Из переписки архиепископа Иоанна с протоиереем Евстафием Калисским, настоятелем Каунасского кафедрального собора, обозначается четкая позиция главы Латвийской Православной Церкви к автокефалистским устремлениям Эстонии, Финляндии, Польши и др.: «Вопрос о правильно проведенной канонической церковной автокефалии настолько сложен, что проведение его с соблюдением требований церковных законов в настоящее смутное и путаное время едва ли возможно, автокефалия же, проведенная явочным порядком, путем политических давлений без соблюдения соответствующих канонов, не есть автокефалия, а один из видов раскола – схизмы. Некоторые из наших соседей пытались «прокламировать» и «декларировать» явочную автокефалию, и дело их приняло оборот крайне прискорбный и в отношении внутренней жизни Церкви (не все свои же сопастыри и пасомые признали явочную автокефалию и стали решительно против нее), и в отношении к соседним автономным и автокефальным церквам (антиканонической автокефалии никто не признал каноническою). Политические вдохновители автокефалистов, видя их канонические неудачи, ныне омывают руки и твердят, что они в этом деле ни при чем. Что выйдет из этого дела, ведает Господь, а пока из него вышла позорная, прискорбная смута в православной среде на радость врагам православия»⁴.
Отношение архиепископа Иоанна (Поммера) к обновленческому расколу в контексте политики Константинопольской Патриархии
Проницательно усмотрев в выходе ряда Церквей из Московской Патриархии действие врагов православия по расколу Церкви, архиепископ Иоанн сформировал не менее твердую позицию относительно обновленческого раскола в СССР и роли в этом процессе Фанара. Касательно самого обновленчества у рижского архиепископа иммунитет был выработан еще при борьбе с «путятинской смутой» в Пензе, на рижской кафедре ему пришлось непосредственно бороться с лжеепископом Николаем Соловьем. Жесткая позиция его была четко обозначена неоднократно публично на страницах печати в газетах «Сегодня» и «Слово», церковном журнале «Вера и жизнь»⁵.
Относительно участия Константинопольской Патриархии в этом вопросе архиепископ Иоанн был подробно проинформирован письмами, регулярно шедшими через него из Западной Европы к Святейшему Патриарху Тихону и лично ему. Самым ярким является письмо управляющего западноевропейскими приходами Митрополита Евлогия (Георгиевского) от 8 июня 1924 года.

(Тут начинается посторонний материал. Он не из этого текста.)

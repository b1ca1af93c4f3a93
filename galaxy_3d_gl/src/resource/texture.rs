/// 2D texture resource
///
/// Wraps one native 2D texture. Uploads go through the transfer format
/// resolver, so the same `TextureDesc` works on both API generations as long
/// as the internal format is valid for the generation in use.

use std::cell::Cell;
use std::rc::Rc;

use crate::context::{
    GraphicsContext, GlGeneration, TextureId, UniformLocation,
    TextureFilter, TextureParameter, TextureWrap,
};
use crate::error::{Error, Result};
use crate::format::{resolve_transfer_format, InternalFormat, PixelType};
use crate::{engine_debug, engine_err, engine_error};

const SOURCE: &str = "galaxy3d::gl::Texture";

// ===== DESCRIPTOR =====

/// Texture creation / upload descriptor
#[derive(Debug, Clone, Copy)]
pub struct TextureDesc<'a> {
    /// Width in pixels
    pub width: u32,
    /// Height in pixels
    pub height: u32,
    /// Storage format
    pub internal_format: InternalFormat,
    /// Data type of `pixels`
    pub data_type: PixelType,
    /// Pixel data, row-major from the bottom row (None allocates without filling)
    pub pixels: Option<&'a [u8]>,
    /// Magnification filter (minification is always linear)
    pub mag_filter: TextureFilter,
    /// Row alignment of `pixels` in bytes (1, 2, 4 or 8)
    pub unpack_alignment: i32,
}

impl Default for TextureDesc<'_> {
    fn default() -> Self {
        Self {
            width: 0,
            height: 0,
            internal_format: InternalFormat::RGBA,
            data_type: PixelType::UNSIGNED_BYTE,
            pixels: None,
            mag_filter: TextureFilter::Linear,
            unpack_alignment: 4,
        }
    }
}

// ===== TEXTURE =====

/// 2D texture
pub struct Texture {
    context: Rc<dyn GraphicsContext>,
    generation: GlGeneration,
    texture: Option<TextureId>,
    width: u32,
    height: u32,
    internal_format: InternalFormat,
    data_type: PixelType,
    active_slot: Cell<Option<u32>>,
}

impl Texture {
    /// Create a texture and upload its initial image
    ///
    /// Wrapping is clamped to edge on both axes and minification is linear.
    ///
    /// # Errors
    ///
    /// - `Error::BackendError` if the native texture cannot be created
    /// - `Error::UnknownFormat` / `Error::InvalidFormatCombination` if the
    ///   format pair cannot be uploaded on this context (the native texture
    ///   is released before returning)
    pub fn new(context: Rc<dyn GraphicsContext>, desc: &TextureDesc) -> Result<Self> {
        let id = context.create_texture()
            .map_err(|e| engine_err!(SOURCE, "Could not create texture: {}", e))?;

        let mut texture = Self {
            generation: context.generation(),
            context,
            texture: Some(id),
            width: desc.width,
            height: desc.height,
            internal_format: desc.internal_format,
            data_type: desc.data_type,
            active_slot: Cell::new(None),
        };

        // Drop releases the native texture on the error path
        texture.set_image_data(desc)?;

        let ctx = &texture.context;
        ctx.tex_parameter(TextureParameter::WrapS(TextureWrap::ClampToEdge));
        ctx.tex_parameter(TextureParameter::WrapT(TextureWrap::ClampToEdge));
        ctx.tex_parameter(TextureParameter::MinFilter(TextureFilter::Linear));
        ctx.tex_parameter(TextureParameter::MagFilter(desc.mag_filter));

        engine_debug!(SOURCE, "Created {}x{} texture ({:?} / {:?})",
            desc.width, desc.height, desc.internal_format, desc.data_type);

        Ok(texture)
    }

    /// Replace the image of this texture
    ///
    /// # Errors
    ///
    /// - `Error::InvalidResource` if the texture has been deleted
    /// - `Error::UnknownFormat` / `Error::InvalidFormatCombination` from format resolution
    pub fn set_image_data(&mut self, desc: &TextureDesc) -> Result<()> {
        let id = self.handle()?;
        let ctx = &self.context;

        ctx.bind_texture(Some(id));

        let format = resolve_transfer_format(self.generation, desc.internal_format, desc.data_type)
            .map_err(|e| {
                engine_error!(SOURCE, "Cannot upload texture: {}", e);
                e
            })?;

        ctx.pixel_unpack_alignment(desc.unpack_alignment);
        ctx.tex_image_2d(
            desc.internal_format,
            desc.width as i32,
            desc.height as i32,
            format,
            desc.data_type,
            desc.pixels,
        );

        self.width = desc.width;
        self.height = desc.height;
        self.internal_format = desc.internal_format;
        self.data_type = desc.data_type;
        Ok(())
    }

    /// Bind this texture to texture unit `unit`
    pub fn activate(&self, unit: u32) -> Result<()> {
        let id = self.handle()?;
        self.active_slot.set(Some(unit));
        self.context.active_texture(unit);
        self.context.bind_texture(Some(id));
        Ok(())
    }

    /// Bind to `unit` and point the sampler uniform at `location` to it
    pub fn bind_to_uniform(&self, location: UniformLocation, unit: u32) -> Result<()> {
        self.activate(unit)?;
        self.context.uniform_1_i32(location, unit as i32);
        Ok(())
    }

    /// Unbind from the unit this texture was last activated on (no-op if none)
    pub fn deactivate(&self) {
        if let Some(unit) = self.active_slot.take() {
            self.context.active_texture(unit);
            self.context.bind_texture(None);
        }
    }

    /// Release the native texture (no-op when already deleted)
    pub fn delete(&mut self) {
        if let Some(id) = self.texture.take() {
            self.context.delete_texture(id);
        }
        self.active_slot.set(None);
    }

    fn handle(&self) -> Result<TextureId> {
        self.texture.ok_or_else(|| engine_err!(SOURCE, Error::InvalidResource(
            "Texture has been deleted".to_string()
        )))
    }

    pub fn width(&self) -> u32 {
        self.width
    }

    pub fn height(&self) -> u32 {
        self.height
    }

    pub fn internal_format(&self) -> InternalFormat {
        self.internal_format
    }

    pub fn data_type(&self) -> PixelType {
        self.data_type
    }

    /// Unit this texture is currently activated on
    pub fn active_slot(&self) -> Option<u32> {
        self.active_slot.get()
    }

    /// Native handle (None once deleted)
    pub fn id(&self) -> Option<TextureId> {
        self.texture
    }
}

impl Drop for Texture {
    fn drop(&mut self) {
        self.delete();
    }
}

#[cfg(test)]
#[path = "texture_tests.rs"]
mod tests;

«Документально доказано, что Цареградская Патриархия действует в контакте с большевиками и при живейшем участии Евдокима⁶. Подкладка такая: Патриархию выпирают из Конст[антинополя]; цепляясь за свое место, она хочет опереться на cов[етскую] власть, а последняя обещает ей поддержку под условием разложения нашей церковной организации за границей. Маклером в этом деле является Евдоким, который хочет привлечь Конст[антинополь]скую Ц[ерковь] для борьбы с П[атриархом] Тиxоном… Теперь нам стало известным, что в Москву направляется митрополит Фиатирский Герман, управляющий греческими приходами в Зап[адной] Европе, для того, чтобы воздействовать на П[атриарха] Тихона. В этой миссии м[итрополита] Германа ему, конечно, всячески будут содействовать советские власти и Евдоким, который уже ухитрился войти в контакт и привлечь на свою сторону Конст[антинопольского] Патриарха. Не исключается даже возможность, что Конст[антинопольский] Патриарх объявит П[атриарха] Тихона низложенным, чтобы подчинить своему влиянию всю Русскую Церковь, как это было до ХIV в[ека]. На языке лукавых греков это называется «помочь» бедствующей Русской Церкви, а на нашем – это та же своего рода погоня за русскими концессиями, какой охвачены теперь все желающие делить шкуру русского медведя… Вы видите, какие папистические замыслы теперь зреют в Царьграде: там хотят подчинить себе Русскую Церковь, пользуясь нашим безвремением. Лакей Евдоким, лишь бы найти где себе опору, на все соглашается».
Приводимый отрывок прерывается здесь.